3-21-2023 Class: Sections 6.1 & 6.2

Hi everyone,

I sincerely apologize for forgetting to record our class on March 21st. I understand how important these recordings are for review and catching up. To help make up for this, I've attached the class notes from last semester which cover sections 6.1 and 6.2. Please be aware that this resource also goes into subsequent sections, but the focus will be on 6.1 and 6.2 for this week. Let's get started!

Key Concepts: Density Curves (Section 6.1)

Let's review some fundamental properties of density curves:

  • Property 1: A density curve is always on or above the horizontal axis.
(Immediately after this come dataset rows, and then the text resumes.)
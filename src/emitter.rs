use std::io::Write;

use crate::error::Log2CsvError;
use crate::pattern::Pattern;
use crate::reader::LineEnding;

/// Serialization settings for the output table.
#[derive(Debug, Clone)]
pub struct EmitterConfig {
    pub separator: u8,
}

impl Default for EmitterConfig {
    fn default() -> Self {
        EmitterConfig { separator: b',' }
    }
}

/// Writes the CSV table: a header of group names immediately before the
/// first data row, then one row per matching line. Cells containing the
/// separator, a quote, or a line terminator are quoted, with embedded
/// quotes doubled. Every row ends with the detected line-ending style.
pub struct RowEmitter<W: Write> {
    writer: csv::Writer<W>,
    header_written: bool,
}

impl<W: Write> RowEmitter<W> {
    pub fn new(output: W, line_ending: LineEnding, config: EmitterConfig) -> Self {
        let terminator = match line_ending {
            LineEnding::Crlf => csv::Terminator::CRLF,
            LineEnding::Lf => csv::Terminator::Any(b'\n'),
        };
        let writer = csv::WriterBuilder::new()
            .delimiter(config.separator)
            .terminator(terminator)
            .has_headers(false)
            .from_writer(output);
        RowEmitter {
            writer,
            header_written: false,
        }
    }

    /// Drain the line sequence through the pattern, writing rows as they
    /// are produced. Read and write failures both abort the run; rows
    /// already written stay written, and the output is flushed on every
    /// exit path, with the run error taking precedence over a flush error.
    pub fn emit<I>(&mut self, lines: I, pattern: &Pattern) -> Result<(), Log2CsvError>
    where
        I: IntoIterator<Item = Result<String, Log2CsvError>>,
    {
        let result = self.emit_rows(lines, pattern);
        let flushed = self.flush();
        result.and(flushed)
    }

    fn emit_rows<I>(&mut self, lines: I, pattern: &Pattern) -> Result<(), Log2CsvError>
    where
        I: IntoIterator<Item = Result<String, Log2CsvError>>,
    {
        for line in lines {
            let line = line?;
            let values = match pattern.match_line(&line) {
                Some(values) => values,
                None => continue,
            };
            // A line that matched only structurally, with every capture
            // empty or absent, carries no signal and is dropped.
            if values.iter().all(|v| v.is_empty()) {
                continue;
            }
            if !self.header_written {
                self.write_row(pattern.group_names())?;
                self.header_written = true;
            }
            self.write_row(&values)?;
        }
        Ok(())
    }

    fn write_row<S: AsRef<[u8]>>(&mut self, cells: &[S]) -> Result<(), Log2CsvError> {
        self.writer.write_record(cells)?;
        // Per-row flush so streaming consumers see rows as they appear.
        self.flush()
    }

    fn flush(&mut self) -> Result<(), Log2CsvError> {
        self.writer
            .flush()
            .map_err(|e| Log2CsvError::Write(csv::Error::from(e)))
    }
}

#[cfg(test)]
mod tests {
    use super::*;
    use crate::reader::{LineReader, ReaderConfig};
    use std::io::Cursor;

    fn emit_to_string(input: &str, pattern: &str, line_ending: LineEnding) -> String {
        let pattern = Pattern::compile(pattern).unwrap();
        let reader = LineReader::new(Cursor::new(input.to_string()), ReaderConfig::default());
        let mut output = Vec::new();
        {
            let mut emitter =
                RowEmitter::new(&mut output, line_ending, EmitterConfig::default());
            emitter.emit(reader, &pattern).unwrap();
        }
        String::from_utf8(output).unwrap()
    }

    #[test]
    fn header_then_one_row_per_matching_line() {
        let input = "2024-01-01T00:00:00+00:00 host1 kernel: msg A\n\
                     2024-01-01T00:00:01+00:00 host2 kernel: msg B\n";
        let output = emit_to_string(input, r"^(?P<ts>\S+)\s+(?P<host>\S+)\s", LineEnding::Lf);
        assert_eq!(
            output,
            "ts,host\n2024-01-01T00:00:00+00:00,host1\n2024-01-01T00:00:01+00:00,host2\n"
        );
    }

    #[test]
    fn crlf_style_applies_to_every_row() {
        let output = emit_to_string("a 1\r\nb 2\r\n", r"^(?P<k>\w+) (?P<v>\d+)$", LineEnding::Crlf);
        assert_eq!(output, "k,v\r\na,1\r\nb,2\r\n");
    }

    #[test]
    fn no_matches_means_no_header() {
        let output = emit_to_string("foo=bar\n", r"^(?P<a>x)?(?P<b>y)?$", LineEnding::Lf);
        assert_eq!(output, "");
    }

    #[test]
    fn all_empty_captures_suppress_the_row() {
        // The pattern matches every line (empty match), but captures nothing.
        let output = emit_to_string("foo\nxy\nbar\n", r"(?P<a>x)?(?P<b>y)?", LineEnding::Lf);
        assert_eq!(output, "a,b\nx,y\n");
    }

    #[test]
    fn non_matching_lines_are_skipped_silently() {
        let input = "a 1\nnope\nb 2\n";
        let output = emit_to_string(input, r"^(?P<k>\w+) (?P<v>\d+)$", LineEnding::Lf);
        assert_eq!(output, "k,v\na,1\nb,2\n");
    }

    #[test]
    fn absent_capture_becomes_empty_cell() {
        let output = emit_to_string("12\n", r"^(?P<a>\d+)(?:-(?P<b>\w+))?$", LineEnding::Lf);
        assert_eq!(output, "a,b\n12,\n");
    }

    #[test]
    fn cells_with_separator_and_quotes_are_escaped() {
        let output = emit_to_string(
            "he said \"hi\", twice\n",
            r"^(?P<msg>.+)$",
            LineEnding::Lf,
        );
        assert_eq!(output, "msg\n\"he said \"\"hi\"\", twice\"\n");
    }

    #[test]
    fn escaped_cell_round_trips_through_a_csv_parser() {
        let value = "a,\"b\",c";
        let output = emit_to_string(&format!("{}\n", value), r"^(?P<msg>.+)$", LineEnding::Lf);
        let mut reader = csv::ReaderBuilder::new()
            .has_headers(true)
            .from_reader(output.as_bytes());
        let record = reader.records().next().unwrap().unwrap();
        assert_eq!(&record[0], value);
    }

    #[test]
    fn read_error_aborts_but_keeps_rows_already_written() {
        let pattern = Pattern::compile(r"^(?P<k>\w+) (?P<v>\d+)$").unwrap();
        let lines = vec![
            Ok("a 1".to_string()),
            Err(Log2CsvError::Read(std::io::Error::new(
                std::io::ErrorKind::Other,
                "disk error",
            ))),
            Ok("b 2".to_string()),
        ];
        let mut output = Vec::new();
        let err = {
            let mut emitter =
                RowEmitter::new(&mut output, LineEnding::Lf, EmitterConfig::default());
            emitter.emit(lines, &pattern).unwrap_err()
        };
        assert!(matches!(err, Log2CsvError::Read(_)));
        assert_eq!(String::from_utf8(output).unwrap(), "k,v\na,1\n");
    }

    #[test]
    fn custom_separator() {
        let pattern = Pattern::compile(r"^(?P<k>\w+) (?P<v>\d+)$").unwrap();
        let reader = LineReader::new(Cursor::new("a 1\n"), ReaderConfig::default());
        let mut output = Vec::new();
        {
            let mut emitter =
                RowEmitter::new(&mut output, LineEnding::Lf, EmitterConfig { separator: b'\t' });
            emitter.emit(reader, &pattern).unwrap();
        }
        assert_eq!(String::from_utf8(output).unwrap(), "k\tv\na\t1\n");
    }
}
This means the y-values are always non-negative.
  • Property 2: The total area under a density curve (and above the horizontal axis) equals 1. This represents the total probability.

These properties are vital because they ensure that a density curve can be used to model probabilities. For example, consider a variable that represents the crystal size of a mineral. Suppose the equation of its density curve is given by $y = \frac{x}{2}$ for $0 < x < 2$. The area under the curve to the left of a certain value $x$ (between 0 and 2) represents the probability that the crystal size is less than $x$. This area is calculated as $\frac{x^2}{4}$. So if $x = 1$, the area is $\frac{1^2}{4} = 0.25$, or 25%. This means there is a 25% chance that a crystal is less than 1 mm.
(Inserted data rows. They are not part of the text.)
//! Great-circle distance primitives.
//!
//! Distances are computed with the haversine formula over a spherical Earth
//! and reported in kilometres. Inputs are validated [`Coordinate`] values, so
//! the kernel itself cannot fail; it only guards against floating-point drift
//! that would otherwise turn near-antipodal inputs into NaN.
//!
//! [`Coordinate`]: crate::Coordinate

mod haversine;
mod types;

pub use self::haversine::{EARTH_RADIUS_KM, haversine_distance};
pub use self::types::Distance;

// ============================================================================
// Kani Formal Verification
// ============================================================================

#[cfg(kani)]
mod kani_proofs {
    use super::haversine_distance;
    use crate::Coordinate;

    fn any_coordinate() -> Coordinate {
        let lat: f64 = kani::any();
        let long: f64 = kani::any();
        kani::assume(lat.is_finite() && long.is_finite());
        kani::assume(lat.abs() <= 90.0 && long.abs() <= 180.0);
        match Coordinate::new(lat, long) {
            Ok(coordinate) => coordinate,
            Err(_) => kani::panic("validated inputs must construct"),
        }
    }

    /// Verifies haversine symmetry: d(a, b) = d(b, a).
    #[kani::proof]
    fn verify_haversine_symmetry() {
        let a = any_coordinate();
        let b = any_coordinate();
        kani::assert(
            haversine_distance(a, b) == haversine_distance(b, a),
            "haversine distance symmetry violated",
        );
    }

    /// Verifies the distance is never NaN and never negative.
    #[kani::proof]
    fn verify_haversine_is_finite_and_non_negative() {
        let a = any_coordinate();
        let b = any_coordinate();
        let d = haversine_distance(a, b).value();
        kani::assert(d.is_finite(), "haversine distance must be finite");
        kani::assert(d >= 0.0, "haversine distance must be non-negative");
    }
}
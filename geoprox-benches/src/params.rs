//! Benchmark parameter labels.

use std::fmt;

/// Parameters for a graph-size benchmark run.
#[derive(Clone, Debug)]
pub struct GraphBenchParams {
    /// Number of nodes in the graph.
    pub node_count: usize,
}

impl fmt::Display for GraphBenchParams {
    fn fmt(&self, f: &mut fmt::Formatter<'_>) -> fmt::Result {
        write!(f, "n={}", self.node_count)
    }
}

/// Parameters for a fetch-cycle benchmark run.
#[derive(Clone, Debug)]
pub struct ChurnBenchParams {
    /// Nodes inserted per cycle.
    pub batch_size: usize,
    /// Batches kept live.
    pub retention: usize,
}

impl fmt::Display for ChurnBenchParams {
    fn fmt(&self, f: &mut fmt::Formatter<'_>) -> fmt::Result {
        write!(f, "batch={},keep={}", self.batch_size, self.retention)
    }
}
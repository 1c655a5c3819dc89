//! Validated geographic coordinates expressed in degrees.

use core::fmt;

use thiserror::Error;

const MAX_LATITUDE: f64 = 90.0;
const MAX_LONGITUDE: f64 = 180.0;

/// Identifies which component of a coordinate failed validation.
#[derive(Clone, Copy, Debug, Eq, PartialEq)]
pub enum Axis {
    /// The north/south component.
    Latitude,
    /// The east/west component.
    Longitude,
}

impl fmt::Display for Axis {
    fn fmt(&self, f: &mut fmt::Formatter<'_>) -> fmt::Result {
        match self {
            Self::Latitude => f.write_str("latitude"),
            Self::Longitude => f.write_str("longitude"),
        }
    }
}

/// Errors emitted while constructing a [`Coordinate`].
#[derive(Clone, Copy, Debug, Error, PartialEq)]
pub enum CoordinateError {
    /// Latitude fell outside `[-90, 90]`.
    #[error("latitude {value} is outside [-90, 90]")]
    LatitudeOutOfRange {
        /// The rejected latitude in degrees.
        value: f64,
    },
    /// Longitude fell outside `[-180, 180]`.
    #[error("longitude {value} is outside [-180, 180]")]
    LongitudeOutOfRange {
        /// The rejected longitude in degrees.
        value: f64,
    },
    /// A component was NaN or infinite.
    #[error("{axis} must be finite (got {value})")]
    NonFinite {
        /// Component carrying the non-finite value.
        axis: Axis,
        /// The rejected value.
        value: f64,
    },
}

/// Latitude/longitude pair in degrees.
///
/// Values are validated on construction and never change afterwards, so
/// distances derived from a coordinate stay valid for the lifetime of the
/// node that owns it.
///
/// # Examples
/// ```
/// use geoprox_core::{Coordinate, CoordinateError};
///
/// let london = Coordinate::new(51.508_53, -0.125_74)?;
/// assert_eq!(london.latitude(), 51.508_53);
///
/// let err = Coordinate::new(91.0, 0.0).expect_err("latitude out of range");
/// assert!(matches!(err, CoordinateError::LatitudeOutOfRange { .. }));
/// # Ok::<(), CoordinateError>(())
/// ```
#[derive(Clone, Copy, Debug, PartialEq)]
#[cfg_attr(feature = "serde", derive(serde::Serialize, serde::Deserialize))]
#[cfg_attr(feature = "serde", serde(try_from = "RawCoordinate", into = "RawCoordinate"))]
pub struct Coordinate {
    lat: f64,
    long: f64,
}

impl Coordinate {
    /// Validates and constructs a [`Coordinate`].
    ///
    /// # Errors
    ///
    /// Returns [`CoordinateError::NonFinite`] when either component is NaN or
    /// infinite, and the range variants when a component lies outside its
    /// valid interval. Bounds are inclusive.
    pub fn new(lat: f64, long: f64) -> Result<Self, CoordinateError> {
        let lat = validate(lat, Axis::Latitude, MAX_LATITUDE)?;
        let long = validate(long, Axis::Longitude, MAX_LONGITUDE)?;
        Ok(Self { lat, long })
    }

    /// Latitude in degrees.
    #[must_use]
    pub const fn latitude(&self) -> f64 {
        self.lat
    }

    /// Longitude in degrees.
    #[must_use]
    pub const fn longitude(&self) -> f64 {
        self.long
    }
}

impl fmt::Display for Coordinate {
    fn fmt(&self, f: &mut fmt::Formatter<'_>) -> fmt::Result {
        write!(f, "({}, {})", self.lat, self.long)
    }
}

fn validate(value: f64, axis: Axis, bound: f64) -> Result<f64, CoordinateError> {
    if !value.is_finite() {
        return Err(CoordinateError::NonFinite { axis, value });
    }
    if value.abs() > bound {
        return Err(match axis {
            Axis::Latitude => CoordinateError::LatitudeOutOfRange { value },
            Axis::Longitude => CoordinateError::LongitudeOutOfRange { value },
        });
    }
    Ok(value)
}

#[cfg(feature = "serde")]
#[derive(serde::Serialize, serde::Deserialize)]
struct RawCoordinate {
    lat: f64,
    long: f64,
}

#[cfg(feature = "serde")]
impl TryFrom<RawCoordinate> for Coordinate {
    type Error = CoordinateError;

    fn try_from(raw: RawCoordinate) -> Result<Self, Self::Error> {
        Self::new(raw.lat, raw.long)
    }
}

#[cfg(feature = "serde")]
impl From<Coordinate> for RawCoordinate {
    fn from(coordinate: Coordinate) -> Self {
        Self {
            lat: coordinate.lat,
            long: coordinate.long,
        }
    }
}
Key Concepts: Normal Distribution (Section 6.2)

A variable is said to be a normally distributed variable if its distribution has the shape of a normal curve (bell curve). The normal distribution is described by two parameters:

  • $\mu$ (mu): The mean, which represents the center of the distribution.
  • $\sigma$ (sigma): The standard deviation, which measures the spread or variability of the distribution.

The standard normal distribution is a special case where the mean is 0 and the standard deviation is 1.
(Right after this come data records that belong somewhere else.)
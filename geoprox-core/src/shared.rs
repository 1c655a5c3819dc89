//! Thread-safe handle around a [`GeoGraph`].
//!
//! Every mutation batch runs under a single write lock so readers never
//! observe a node that is in the insertion sequence but missing from the
//! adjacency map, or vice versa. Queries sort the stored edge list, so they
//! also take the write lock and hand back owned snapshots.

use std::sync::{Arc, RwLock, RwLockReadGuard, RwLockWriteGuard};

use tracing::{instrument, warn};

use crate::{
    error::{GeoGraphError, Result},
    graph::{Edge, GeoGraph},
    node::{Node, NodeId, NodeKind},
};

/// Cloneable, lock-guarded [`GeoGraph`].
///
/// # Examples
/// ```
/// use geoprox_core::{GeoGraphError, Node, NodeKind, SharedGeoGraph};
///
/// let shared = SharedGeoGraph::new();
/// let reader = shared.clone();
/// shared.insert_batch([
///     Node::try_from_degrees("london", 51.508_53, -0.125_74, NodeKind::Article)?,
///     Node::try_from_degrees("museum", 51.5194, -0.1270, NodeKind::Place)?,
/// ])?;
/// let places = reader.all_nearest_of_kind(&"london".into(), NodeKind::Place, 5.0)?;
/// assert_eq!(places.len(), 1);
/// # Ok::<(), GeoGraphError>(())
/// ```
#[derive(Clone, Debug, Default)]
pub struct SharedGeoGraph {
    inner: Arc<RwLock<GeoGraph>>,
}

impl SharedGeoGraph {
    /// Wraps an empty graph.
    #[must_use]
    pub fn new() -> Self {
        Self::default()
    }

    /// Wraps an existing graph.
    #[must_use]
    pub fn from_graph(graph: GeoGraph) -> Self {
        Self {
            inner: Arc::new(RwLock::new(graph)),
        }
    }

    /// Runs `f` with shared access to the graph.
    ///
    /// # Errors
    /// Returns [`GeoGraphError::LockPoisoned`] if a writer panicked.
    pub fn with_read<R>(&self, f: impl FnOnce(&GeoGraph) -> R) -> Result<R> {
        let guard = self.read()?;
        Ok(f(&guard))
    }

    /// Runs `f` with exclusive access to the graph as one atomic unit.
    ///
    /// # Errors
    /// Returns [`GeoGraphError::LockPoisoned`] if a writer panicked, or any
    /// error produced by `f`.
    pub fn with_write<R>(&self, f: impl FnOnce(&mut GeoGraph) -> Result<R>) -> Result<R> {
        let mut guard = self.write()?;
        f(&mut guard)
    }

    /// Inserts a batch of nodes under one write lock.
    ///
    /// # Errors
    /// See [`GeoGraph::add_nodes`].
    #[instrument(name = "shared.insert_batch", level = "debug", err, skip_all)]
    pub fn insert_batch(&self, nodes: impl IntoIterator<Item = Node>) -> Result<usize> {
        self.with_write(|graph| graph.add_nodes(nodes))
    }

    /// Removes a batch of nodes under one write lock.
    ///
    /// # Errors
    /// See [`GeoGraph::remove_nodes`].
    #[instrument(name = "shared.remove_batch", level = "debug", err, skip_all)]
    pub fn remove_batch(&self, ids: &[NodeId]) -> Result<Vec<Node>> {
        self.with_write(|graph| graph.remove_nodes(ids))
    }

    /// Removes every node of `kind` under one write lock.
    ///
    /// # Errors
    /// Returns [`GeoGraphError::LockPoisoned`] if a writer panicked.
    pub fn remove_kind(&self, kind: NodeKind) -> Result<Vec<Node>> {
        self.with_write(|graph| Ok(graph.remove_nodes_of_kind(kind)))
    }

    /// Returns an owned snapshot of the sorted edges of `id`.
    ///
    /// # Errors
    /// See [`GeoGraph::sorted_edges`].
    pub fn sorted_edges(&self, id: &NodeId) -> Result<Vec<Edge>> {
        self.with_write(|graph| graph.sorted_edges(id).map(<[Edge]>::to_vec))
    }

    /// Returns owned copies of every node of `kind` within `threshold_km` of
    /// `src`, nearest first.
    ///
    /// # Errors
    /// See [`GeoGraph::neighbours_of_kind`].
    pub fn all_nearest_of_kind(
        &self,
        src: &NodeId,
        kind: NodeKind,
        threshold_km: f64,
    ) -> Result<Vec<Node>> {
        self.with_write(|graph| {
            Ok(graph
                .all_nearest_of_kind(src, kind, threshold_km)?
                .into_iter()
                .cloned()
                .collect())
        })
    }

    /// Returns an owned copy of the nearest node of `kind` within
    /// `threshold_km` of `src`.
    ///
    /// # Errors
    /// See [`GeoGraph::neighbours_of_kind`].
    pub fn nearest_of_kind(
        &self,
        src: &NodeId,
        kind: NodeKind,
        threshold_km: f64,
    ) -> Result<Option<Node>> {
        self.with_write(|graph| Ok(graph.nearest_of_kind(src, kind, threshold_km)?.cloned()))
    }

    /// Number of nodes currently tracked.
    ///
    /// # Errors
    /// Returns [`GeoGraphError::LockPoisoned`] if a writer panicked.
    pub fn len(&self) -> Result<usize> {
        self.with_read(GeoGraph::len)
    }

    /// Returns `true` when the graph holds no nodes.
    ///
    /// # Errors
    /// Returns [`GeoGraphError::LockPoisoned`] if a writer panicked.
    pub fn is_empty(&self) -> Result<bool> {
        self.with_read(GeoGraph::is_empty)
    }

    fn read(&self) -> Result<RwLockReadGuard<'_, GeoGraph>> {
        self.inner.read().map_err(|_| {
            warn!("shared graph lock poisoned");
            GeoGraphError::LockPoisoned
        })
    }

    fn write(&self) -> Result<RwLockWriteGuard<'_, GeoGraph>> {
        self.inner.write().map_err(|_| {
            warn!("shared graph lock poisoned");
            GeoGraphError::LockPoisoned
        })
    }
}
To work with normal distributions that aren't standard normal, we use the z-score. The z-score is calculated as:

$$z = \frac{x - \mu}{\sigma}$$

Where:

  • $x$ is the value we're interested in.
  • $\mu$ is the mean of the distribution.
  • $\sigma$ is the standard deviation of the distribution.

The z-score tells us how many standard deviations away from the mean a particular value is. Using the z-score allows us to use the Standard Normal Table to determine the probability (area under the standard normal curve) associated with that value.

Basic Properties of the Standard Normal Curve

  • Property 1: The total area under the standard normal curve is 1.
  • Property 2: The standard normal curve extends indefinitely in both directions, approaching, but never touching, the horizontal axis.
  • Property 3: The standard normal curve is symmetric about 0.
  • Property 4: Almost all the area under the standard normal curve lies between -3 and 3.

Using the Standard Normal Table

The attached notes provide examples of how to use the Standard Normal Table (also called the z-table) to find areas under the standard normal curve. Key things to remember:

  • To find the area to the left of a z-score, simply look up the z-score in the table.
  • To find the area to the right of a z-score, subtract the table value from 1.
  • To find the area between two z-scores, find the table values for both z-scores and subtract the smaller value from the larger value.

For instance, to find the area to the left of $z = 1.23$, you'd look up 1.23 in the table, which gives you 0.8907. This means 89.07% of the data falls to the left of $z = 1.23$.

Please review these notes carefully and don't hesitate to ask questions during our next Q&A session or office hours. We'll work through examples together to solidify your understanding. Keep up the great work!